General Summary: a satiric poem[1] by Lord Byron, based on the legend of Don Juan, which Byron reverses, portraying Juan not as a womanizer but as someone easily seduced by women. It is a variation on the epic form. Byron himself called it an "Epic Satire". Modern critics generally consider it Byron's masterpiece, with a total of over sixteen thousand individual lines of verse.

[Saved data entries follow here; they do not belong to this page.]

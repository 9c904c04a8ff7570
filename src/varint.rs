//! LEB128 variable-length integers.
//!
//! Values are split into 7-bit groups, lowest group first. Every byte but the
//! last carries the continuation bit (0x80). Signed values use the
//! two's-complement form: encoding stops once the remaining value can be
//! rebuilt by sign-extending bit 6 of the last group.
//!
//! Integers are arbitrary precision. The `*_u64`/`*_i64` functions are fast
//! paths for values that fit a machine word.

use bytes::BufMut;
use num_bigint::{BigInt, BigUint};
use num_traits::{One, Signed, Zero};

use crate::error::{CodecError, Result};
use crate::source::Source;

const CONTINUATION: u8 = 0x80;
const GROUP_MASK: u8 = 0x7F;
const SIGN_BIT: u8 = 0x40;

/// Encodes a non-negative integer.
///
/// Fails with [`CodecError::NegativeForUnsigned`] for negative input.
pub fn encode_unsigned(buf: &mut impl BufMut, value: &BigInt) -> Result<()> {
    if value.is_negative() {
        return Err(CodecError::NegativeForUnsigned(value.clone()));
    }
    if let Ok(small) = u64::try_from(value) {
        encode_u64(buf, small);
        return Ok(());
    }
    put_groups(buf, value.magnitude().to_radix_le(0x80));
    Ok(())
}

/// Encodes a signed integer.
pub fn encode_signed(buf: &mut impl BufMut, value: &BigInt) {
    match i64::try_from(value) {
        Ok(small) => encode_i64(buf, small),
        Err(_) => encode_signed_big(buf, value.clone()),
    }
}

pub fn encode_u64(buf: &mut impl BufMut, mut value: u64) {
    loop {
        let group = (value & u64::from(GROUP_MASK)) as u8;
        value >>= 7;
        if value == 0 {
            buf.put_u8(group);
            return;
        }
        buf.put_u8(group | CONTINUATION);
    }
}

pub fn encode_i64(buf: &mut impl BufMut, mut value: i64) {
    loop {
        let group = (value & i64::from(GROUP_MASK)) as u8;
        // Arithmetic shift: negative values converge on -1.
        value >>= 7;
        if is_last_signed_group(value == 0, value == -1, group) {
            buf.put_u8(group);
            return;
        }
        buf.put_u8(group | CONTINUATION);
    }
}

fn encode_signed_big(buf: &mut impl BufMut, mut value: BigInt) {
    let minus_one = -BigInt::one();
    loop {
        // Low byte of the two's-complement form; never empty.
        let low = value.to_signed_bytes_le().first().copied().unwrap_or(0);
        let group = low & GROUP_MASK;
        value >>= 7;
        if is_last_signed_group(value.is_zero(), value == minus_one, group) {
            buf.put_u8(group);
            return;
        }
        buf.put_u8(group | CONTINUATION);
    }
}

fn is_last_signed_group(rest_is_zero: bool, rest_is_minus_one: bool, group: u8) -> bool {
    (rest_is_zero && group & SIGN_BIT == 0) || (rest_is_minus_one && group & SIGN_BIT != 0)
}

fn put_groups(buf: &mut impl BufMut, mut groups: Vec<u8>) {
    if groups.is_empty() {
        groups.push(0);
    }
    let last = groups.len() - 1;
    for (i, group) in groups.into_iter().enumerate() {
        buf.put_u8(if i < last { group | CONTINUATION } else { group });
    }
}

/// Decodes an unsigned integer of any width.
pub fn decode_unsigned(src: &mut (impl Source + ?Sized)) -> Result<BigInt> {
    let groups = read_groups(src)?;
    unsigned_from_groups(&groups).map(BigInt::from)
}

/// Decodes a signed integer of any width.
pub fn decode_signed(src: &mut (impl Source + ?Sized)) -> Result<BigInt> {
    let groups = read_groups(src)?;
    signed_from_groups(&groups)
}

/// Decodes an unsigned integer that must fit in 64 bits.
pub fn decode_u64(src: &mut (impl Source + ?Sized)) -> Result<u64> {
    let groups = read_groups(src)?;
    small_unsigned(&groups)
        .ok_or_else(|| CodecError::InvalidEncoding("unsigned varint exceeds 64 bits".into()))
}

/// Decodes a signed integer that must fit in 64 bits.
pub fn decode_i64(src: &mut (impl Source + ?Sized)) -> Result<i64> {
    match decode_int(src)? {
        Int::Small(v) => Ok(v),
        Int::Big(_) => Err(CodecError::InvalidEncoding(
            "signed varint exceeds 64 bits".into(),
        )),
    }
}

/// A decoded signed integer, narrowed to `i64` whenever it fits.
#[derive(Debug, Clone, PartialEq)]
pub(crate) enum Int {
    Small(i64),
    Big(BigInt),
}

pub(crate) fn decode_int(src: &mut (impl Source + ?Sized)) -> Result<Int> {
    let groups = read_groups(src)?;
    if let Some(v) = small_signed(&groups) {
        return Ok(Int::Small(v));
    }
    let big = signed_from_groups(&groups)?;
    Ok(match i64::try_from(&big) {
        Ok(v) => Int::Small(v),
        Err(_) => Int::Big(big),
    })
}

/// Reads 7-bit groups up to and including the terminating byte.
fn read_groups(src: &mut (impl Source + ?Sized)) -> Result<Vec<u8>> {
    let mut groups = Vec::new();
    loop {
        let byte = src.take_u8()?;
        groups.push(byte & GROUP_MASK);
        if byte & CONTINUATION == 0 {
            return Ok(groups);
        }
    }
}

fn unsigned_from_groups(groups: &[u8]) -> Result<BigUint> {
    BigUint::from_radix_le(groups, 0x80)
        .ok_or_else(|| CodecError::InvalidEncoding("malformed varint".into()))
}

fn signed_from_groups(groups: &[u8]) -> Result<BigInt> {
    let mut value = BigInt::from(unsigned_from_groups(groups)?);
    if groups.last().is_some_and(|g| g & SIGN_BIT != 0) {
        value -= BigInt::one() << (7 * groups.len());
    }
    Ok(value)
}

fn small_unsigned(groups: &[u8]) -> Option<u64> {
    let mut out = 0u64;
    for (i, &group) in groups.iter().enumerate() {
        if group == 0 {
            continue;
        }
        let shift = 7 * i;
        let group = u64::from(group);
        if shift >= 64 || (group << shift) >> shift != group {
            return None;
        }
        out |= group << shift;
    }
    Some(out)
}

fn small_signed(groups: &[u8]) -> Option<i64> {
    // Nine groups carry 63 bits, which sign-extend safely into an i64.
    if groups.len() > 9 {
        return None;
    }
    let mut out = 0i64;
    let mut shift = 0;
    for &group in groups {
        out |= i64::from(group) << shift;
        shift += 7;
    }
    if groups.last().is_some_and(|g| g & SIGN_BIT != 0) {
        out |= -1i64 << shift;
    }
    Some(out)
}

#[cfg(test)]
mod tests {
    use super::*;

    fn signed_bytes(v: i64) -> Vec<u8> {
        let mut buf = Vec::new();
        encode_i64(&mut buf, v);
        buf
    }

    fn unsigned_bytes(v: u64) -> Vec<u8> {
        let mut buf = Vec::new();
        encode_u64(&mut buf, v);
        buf
    }

    #[test]
    fn unsigned_known_vectors() {
        assert_eq!(unsigned_bytes(0), [0x00]);
        assert_eq!(unsigned_bytes(2), [0x02]);
        assert_eq!(unsigned_bytes(127), [0x7F]);
        assert_eq!(unsigned_bytes(128), [0x80, 0x01]);
        assert_eq!(unsigned_bytes(300), [0xAC, 0x02]);
        assert_eq!(unsigned_bytes(624_485), [0xE5, 0x8E, 0x26]);
    }

    #[test]
    fn signed_known_vectors() {
        assert_eq!(signed_bytes(0), [0x00]);
        assert_eq!(signed_bytes(42), [0x2A]);
        assert_eq!(signed_bytes(63), [0x3F]);
        assert_eq!(signed_bytes(64), [0xC0, 0x00]);
        assert_eq!(signed_bytes(-1), [0x7F]);
        assert_eq!(signed_bytes(-64), [0x40]);
        assert_eq!(signed_bytes(-65), [0xBF, 0x7F]);
        assert_eq!(signed_bytes(-128), [0x80, 0x7F]);
        assert_eq!(signed_bytes(-123_456), [0xC0, 0xBB, 0x78]);
    }

    #[test]
    fn unsigned_round_trip() {
        for v in [0, 1, 127, 128, 16_383, 16_384, u64::from(u32::MAX), u64::MAX - 1, u64::MAX] {
            let bytes = unsigned_bytes(v);
            assert_eq!(decode_u64(&mut &bytes[..]).unwrap(), v, "failed for {v}");
            assert_eq!(
                decode_unsigned(&mut &bytes[..]).unwrap(),
                BigInt::from(v),
                "failed for {v}"
            );
        }
    }

    #[test]
    fn signed_round_trip() {
        for v in [
            0,
            1,
            -1,
            63,
            64,
            -64,
            -65,
            8191,
            -8192,
            i64::from(i32::MIN),
            i64::from(i32::MAX),
            i64::MIN,
            i64::MAX,
        ] {
            let bytes = signed_bytes(v);
            assert_eq!(decode_i64(&mut &bytes[..]).unwrap(), v, "failed for {v}");
            assert_eq!(
                decode_signed(&mut &bytes[..]).unwrap(),
                BigInt::from(v),
                "failed for {v}"
            );
        }
    }

    #[test]
    fn big_path_matches_word_path() {
        for v in [0, 1, -1, 64, -65, 1 << 40, -(1 << 40), i64::MIN, i64::MAX] {
            let mut big = Vec::new();
            encode_signed_big(&mut big, BigInt::from(v));
            assert_eq!(big, signed_bytes(v), "failed for {v}");
        }
    }

    #[test]
    fn big_integers_round_trip() {
        let values = [
            BigInt::from(u64::MAX) + 1u32,
            BigInt::from(i64::MIN) - 1u32,
            BigInt::from(i128::MAX),
            BigInt::from(i128::MIN),
            BigInt::one() << 200u32,
            -(BigInt::one() << 200u32),
        ];
        for v in &values {
            let mut buf = Vec::new();
            encode_signed(&mut buf, v);
            assert_eq!(&decode_signed(&mut &buf[..]).unwrap(), v, "failed for {v}");
        }

        let v = BigInt::one() << 64u32;
        let mut buf = Vec::new();
        encode_unsigned(&mut buf, &v).unwrap();
        assert_eq!(buf.len(), 10);
        assert_eq!(decode_unsigned(&mut &buf[..]).unwrap(), v);
    }

    #[test]
    fn negative_unsigned_rejected() {
        let mut buf = Vec::new();
        let err = encode_unsigned(&mut buf, &BigInt::from(-1)).unwrap_err();
        assert!(matches!(err, CodecError::NegativeForUnsigned(v) if v == BigInt::from(-1)));
        assert!(buf.is_empty());
    }

    #[test]
    fn truncated_varint_is_eof() {
        assert!(matches!(
            decode_u64(&mut &[0x80u8][..]),
            Err(CodecError::UnexpectedEof)
        ));
        assert!(matches!(
            decode_signed(&mut &[0xFFu8, 0xFF][..]),
            Err(CodecError::UnexpectedEof)
        ));
        assert!(matches!(
            decode_u64(&mut &[0u8; 0][..]),
            Err(CodecError::UnexpectedEof)
        ));
    }

    #[test]
    fn oversized_u64_is_invalid() {
        let mut buf = Vec::new();
        encode_unsigned(&mut buf, &(BigInt::one() << 64u32)).unwrap();
        assert!(matches!(
            decode_u64(&mut &buf[..]),
            Err(CodecError::InvalidEncoding(_))
        ));
    }

    #[test]
    fn oversized_i64_is_invalid() {
        let mut buf = Vec::new();
        encode_signed(&mut buf, &(BigInt::from(i64::MAX) + 1u32));
        assert!(matches!(
            decode_i64(&mut &buf[..]),
            Err(CodecError::InvalidEncoding(_))
        ));
    }

    #[test]
    fn decode_int_narrows() {
        let mut buf = Vec::new();
        encode_i64(&mut buf, i64::MIN);
        assert_eq!(decode_int(&mut &buf[..]).unwrap(), Int::Small(i64::MIN));

        let big = BigInt::from(i64::MAX) + 1u32;
        buf.clear();
        encode_signed(&mut buf, &big);
        assert_eq!(decode_int(&mut &buf[..]).unwrap(), Int::Big(big));
    }

    #[test]
    fn decoding_stops_at_terminator() {
        let data = [0xAC, 0x02, 0x05];
        let mut src = &data[..];
        assert_eq!(decode_u64(&mut src).unwrap(), 300);
        assert_eq!(src, &[0x05]);
    }
}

Canto I Summary: Don Juan lives in Seville with his father Jóse and his mother Donna Inez, a well-read scholarly woman in an unhappy marriage. Donna Julia, 23 years old and married to Don Alfonso, 50, begins to desire Don Juan when he is 16 years old. Despite her attempt to resist, Julia begins an affair with Juan. Julia falls in love with Juan. Byron remarks that "such things are more common in sun-drenched climes." Don Alfonso, suspecting that his wife may be having an affair, bursts into their bedroom followed by a "posse concomitant" but they do not find anything suspicious upon first searching the room, for Juan was hiding in the bed. However, when Alfonso returns on his own, he comes across Juan's shoes and a fight ensues. Juan escapes, however. In order to avoid the rumors and bad reputation her son has brought upon himself, Inez sends him away to travel, in the hopes that he develops better morals. He then makes love to Julia.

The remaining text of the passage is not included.